Double Nickels on the Dime is the third studio album by American punk trio Minutemen, released on the Californian independent record label SST Records in 1984. A double album containing 45 songs, Double Nickels on the Dime combines elements of punk rock, funk, country, spoken word and jazz, and references a variety of themes, from the Vietnam War and racism in America, to working class experience and linguistics.

After recording new material, the band each selected songs for different sides of the double album, with the fourth side named "Chaff". Several songs on Double Nickels on the Dime were outsourced to or inspired by contemporaries, such as Black Flag's Henry Rollins and Jack Brewer of Saccharine Trust.

Double Nickels on the Dime is seen not only as Minutemen's crowning achievement, but, according to critic Mark Deming, "one of the very best American rock albums of the 1980s".[2] The album now appears on many professional lists of the all-time best rock albums, including Rolling Stone's 500 Greatest Albums of All Time.[3] Slant Magazine listed the album at #77 on its list of "Best Albums of the 1980s".[4]

Background

Minutemen were formed by guitarist D. Boon and bassist Mike Watt, both from San Pedro, California, in 1980.[5] After their previous band, The Reactionaries, disbanded in 1979, the pair continued to write new material and formed the band with drummer Frank Tonche a year later. Minutemen signed to the Californian independent record label SST Records following their second gig.[6] George Hurley, the former drummer of The Reactionaries, replaced Tonche as drummer soon afterwards. The Minutemen were noted in the California punk scene for a philosophy of "jamming econo"; a sense of thriftiness reflected in their touring and presentation.[5] They soon released numerous recordings through SST and their own label, New Alliance Records, while touring with hardcore punk bands like Black Flag and Hüsker Dü.[7]

In January 1983, Minutemen were asked by ex-Blue Cheer keyboardist and local producer Ethan James to contribute a song to Radio Tokyo Tapes, a compilation named after the Californian studio where James worked. The band agreed and contributed three songs to the compilation, with James recording them all for free. These three songs, and another five recorded in May 1983 for a total of $50, were included in their 1983 EP Buzz or Howl Under the Influence of Heat. The band had recorded solely with SST engineer Spot prior to the recordings.[8] However, they were so impressed by the sessions that they enlisted James to record their next full-length album; Watt later commented: "Ethan, although not knowing us much, tapped right in." After their European tour in mid-1983 with Black Flag, Minutemen entered Radio Tokyo Studios in November to record their next studio album.[9]

Recording and production

Minutemen originally recorded an "album's worth of material" with James in November 1983 in Radio Tokyo Studios. However, after hearing labelmates Hüsker Dü's double album Zen Arcade (1984), which had been recorded a month earlier, Minutemen decided to write more material. Watt later commented: "It wasn't really a competition even. When I wrote 'Take that Hüskers!" in [the album's liner notes] it was acknowledging that they gave us the idea to make a double album."[10] Unlike Hüsker Dü's Zen Arcade, Minutemen did not have a unifying concept, but soon decided that the record's concept would be their cars.[11]

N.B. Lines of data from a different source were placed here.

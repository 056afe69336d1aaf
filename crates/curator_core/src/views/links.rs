use std::sync::Arc;

use shared::{
    domain::{InterestingLink, LinkId},
    protocol::MutationAck,
};
use tracing::info;

use crate::{
    confirm::ConfirmationGate,
    edit::EditSession,
    error::CoreError,
    filter::SearchFilter,
    forms::LinkDraft,
    gateway::{CommandGateway, LinkSource},
    sanitize::Sanitizer,
    store::EntityStore,
};

#[derive(Debug, Clone, Copy, PartialEq, Eq)]
pub enum LinkAction {
    Delete(LinkId),
    DiscardEdit,
}

pub struct LinksView {
    gateway: Arc<dyn CommandGateway>,
    sanitizer: Arc<dyn Sanitizer>,
    store: EntityStore<InterestingLink>,
    edit: EditSession<InterestingLink>,
    filter: SearchFilter<InterestingLink>,
    gate: ConfirmationGate<LinkAction>,
    hide_downloaded: bool,
}

impl LinksView {
    pub fn new(gateway: Arc<dyn CommandGateway>, sanitizer: Arc<dyn Sanitizer>) -> Self {
        Self {
            store: EntityStore::new(Arc::new(LinkSource(Arc::clone(&gateway)))),
            gateway,
            sanitizer,
            edit: EditSession::default(),
            filter: SearchFilter::default(),
            gate: ConfirmationGate::new(),
            hide_downloaded: false,
        }
    }

    pub async fn refresh(&self) -> Result<Vec<InterestingLink>, CoreError> {
        self.store.load().await
    }

    pub async fn visible(&self) -> Vec<InterestingLink> {
        self.filter.apply(&self.store.current().await)
    }

    pub fn set_query(&mut self, query: impl Into<String>) {
        self.filter.set_query(query);
    }

    /// Toggles the "hide already-downloaded" extra predicate.
    pub fn set_hide_downloaded(&mut self, hide: bool) {
        self.hide_downloaded = hide;
        if hide {
            self.filter
                .set_predicates(vec![Arc::new(|link: &InterestingLink| !link.downloaded)]);
        } else {
            self.filter.clear_predicates();
        }
    }

    pub fn hides_downloaded(&self) -> bool {
        self.hide_downloaded
    }

    pub fn begin_edit(&mut self, record: InterestingLink) {
        self.edit.begin(record);
    }

    pub fn editing(&self) -> Option<&InterestingLink> {
        self.edit.editing()
    }

    pub fn request_cancel_edit(&mut self) {
        if self.edit.is_active() {
            self.gate.request(LinkAction::DiscardEdit);
        }
    }

    pub fn request_delete(&mut self, id: LinkId) {
        self.gate.request(LinkAction::Delete(id));
    }

    pub fn pending_confirmation(&self) -> Option<&LinkAction> {
        self.gate.pending()
    }

    pub fn dismiss_confirmation(&mut self) {
        self.gate.cancel();
    }

    pub async fn confirm_pending(&mut self) -> Result<Option<MutationAck>, CoreError> {
        match self.gate.confirm() {
            None => Ok(None),
            Some(LinkAction::DiscardEdit) => {
                self.edit.reset();
                Ok(None)
            }
            Some(LinkAction::Delete(id)) => {
                let ack = self
                    .gateway
                    .delete_interesting_link(id)
                    .await
                    .map_err(CoreError::mutation)?;
                info!(link_id = id.0, "view: interesting link deleted");
                self.store.load().await?;
                Ok(Some(ack))
            }
        }
    }

    pub async fn submit(&mut self, draft: &LinkDraft) -> Result<MutationAck, CoreError> {
        let clean = draft.sanitized(self.sanitizer.as_ref());
        clean.validate()?;
        let ack = match self.edit.editing() {
            Some(current) => {
                self.gateway
                    .update_interesting_link(
                        current.id,
                        clean.url,
                        clean.source,
                        clean.downloaded,
                        clean.date,
                    )
                    .await
            }
            None => {
                self.gateway
                    .create_interesting_link(clean.url, clean.source, clean.downloaded, clean.date)
                    .await
            }
        }
        .map_err(CoreError::mutation)?;
        self.edit.reset();
        self.store.load().await?;
        Ok(ack)
    }

    pub fn store(&self) -> &EntityStore<InterestingLink> {
        &self.store
    }
}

The band wrote almost two dozen more songs for a second recording session with James in April 1984.[12] Double Nickels on the Dime was then mixed on a single eight-track in one night by James and cost $1,100 to record.[13] Several songs on the album were recorded elsewhere; a studio-recorded cover of Creedence Clearwater Revival's "Don't Look Now" was replaced with a live version of the song,[14] and according to Watt, "Love Dance" was written at Ian MacKaye's Dischord House.[15]

For sequencing, the band decided that each band member would be allocated a side of the record, an arrangement inspired by Pink Floyd's 1969 double album Ummagumma.[13] The band drew straws to select songs; Hurley won the draw and decided to pick his solo track "You Need the Glory", followed by Boon and Watt.[16] The fourth side of the record was named "Side Chaff", an admission that the songs present were the leftover songs.[17]

Music

The album is referred by Watt to be their art record in the documentary "We Jam Econo- The Story of The Minutemen". The songwriting styles of Boon and Watt on Double Nickels on the Dime contrasted. Boon tended to write the band's anthems, and often explored wider political issues. "This Ain't No Picnic", was an example of his approach. Exploring racism and the strife of the working class with both gravity and humor, he composed the song after his supervisor would not let him listen to jazz and soul music on the radio at his day job, claiming it was "nigger shit."[18]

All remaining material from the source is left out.